The Covid-19 pandemic has thrown the Indian economy into an unprecedented recession. Hundreds of small businesses have shuttered, unemployment is on the rise, and household incomes are dwindling. But despite this upheaval, the Indian currency has remained surprisingly stable, which is a remarkable thing, but, how?
Just in that case, India remains a favored destination for investors because of the low per capita income in comparison to other Asian economies. Moving on ahead, are other basic reasons acquired by Indian Rupee for its support.
On 7th of July, Indian Rupee valued 74.62 dollar as compared to the 75.66 dollar in March, 2020, when covid reached Indian premises. In April, the rupee touched a record low of 76.92 against a dollar. There was nervousness among global investors, which was also evident in the stock markets that went into a near tailspin.
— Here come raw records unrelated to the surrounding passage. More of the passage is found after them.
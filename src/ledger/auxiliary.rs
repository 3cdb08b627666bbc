use std::collections::BTreeMap;

use chrono::NaiveDate;
use serde::{Deserialize, Serialize};
use uuid::Uuid;

use super::account::NormalBalance;

#[derive(Debug, Clone, Serialize, Deserialize, PartialEq)]
pub struct AuxiliaryTransaction {
    pub date: NaiveDate,
    pub amount: f64,
    pub is_debit: bool,
    pub journal_id: Uuid,
    #[serde(default)]
    pub description: String,
    pub balance_after: f64,
}

/// Per-entity view into one master account (one unit owner, one vendor).
#[derive(Debug, Clone, Serialize, Deserialize, PartialEq)]
pub struct AuxiliaryLedger {
    pub master_account_code: String,
    pub auxiliary_code: String,
    pub name: String,
    pub normal_balance: NormalBalance,
    #[serde(default)]
    pub balance: f64,
    #[serde(default)]
    pub transactions: Vec<AuxiliaryTransaction>,
    #[serde(default)]
    pub attributes: BTreeMap<String, String>,
}

impl AuxiliaryLedger {
    pub fn new(
        master_account_code: impl Into<String>,
        auxiliary_code: impl Into<String>,
        name: impl Into<String>,
        normal_balance: NormalBalance,
    ) -> Self {
        Self {
            master_account_code: master_account_code.into(),
            auxiliary_code: auxiliary_code.into(),
            name: name.into(),
            normal_balance,
            balance: 0.0,
            transactions: Vec::new(),
            attributes: BTreeMap::new(),
        }
    }

    pub fn matches(&self, master: &str, code: &str) -> bool {
        self.master_account_code == master && self.auxiliary_code == code
    }

    /// Inserts after every entry dated on or before `entry.date`, then
    /// recomputes the running balances.
    pub fn insert(&mut self, entry: AuxiliaryTransaction) {
        let position = self
            .transactions
            .iter()
            .position(|existing| existing.date > entry.date)
            .unwrap_or(self.transactions.len());
        self.transactions.insert(position, entry);
        self.recompute();
    }

    pub fn recompute(&mut self) {
        let mut running = 0.0;
        for entry in &mut self.transactions {
            running += self.normal_balance.signed(entry.amount, entry.is_debit);
            entry.balance_after = running;
        }
        self.balance = running;
    }

    pub fn clear_transactions(&mut self) {
        self.transactions.clear();
        self.balance = 0.0;
    }
}

/// Replay of one auxiliary ledger over a date range.
#[derive(Debug, Clone, Serialize, Deserialize, PartialEq)]
pub struct AuxiliaryReport {
    pub master_account_code: String,
    pub auxiliary_code: String,
    pub name: String,
    pub date_from: NaiveDate,
    pub date_to: NaiveDate,
    pub opening_balance: f64,
    pub total_debit: f64,
    pub total_credit: f64,
    pub closing_balance: f64,
    pub transactions: Vec<AuxiliaryTransaction>,
}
However, India’s central bank quickly sprung into action to calm nerves. The Reserve Bank of India (RBI) called for at least three unscheduled briefings for policy announcements, to show its seriousness towards supporting the economy. The central bank took some unprecedented measures, including reducing the repo rate—the rate at which it lends to banks—by 115 basis points until now.
The measure was aimed at encouraging banks to lend money to businesses so they could survive the tough lockdowns. In fact, several central banks across the world did the same, and that worked in India’s favour. So basically, even when the Indian economy was staring at a recession, foreign investors were putting their money into the country.
Experts believe that a combination of global and domestic factors has helped the rupee to remain strong, and most of the reasons are linked to the positive long-term outlook on India. “People digested the fact that lockdown would lead to a contraction in the economy very quickly. They focused on how fast the economy was pulling out of it,” Abheek Barua, chief economist of HDFC Bank said. “So the rupee outperformed its Asian emerging market peers.” What also helped India is the fact that it has a higher capacity to absorb shocks as compared to its Asian peers, according to experts. “(Take) Thailand’s case, for instance. Tourism is such a big support and that has collapsed. Investment opportunities, in general, were already limited in these economies. They are a little too expensive in terms of wage levels to offer serious offshoring opportunities,” Barua said. Most experts are of the view that despite the devastating second wave of Covid-19 and the anticipation of the third wave by August, the Indian rupee is likely to remain strong in the long run.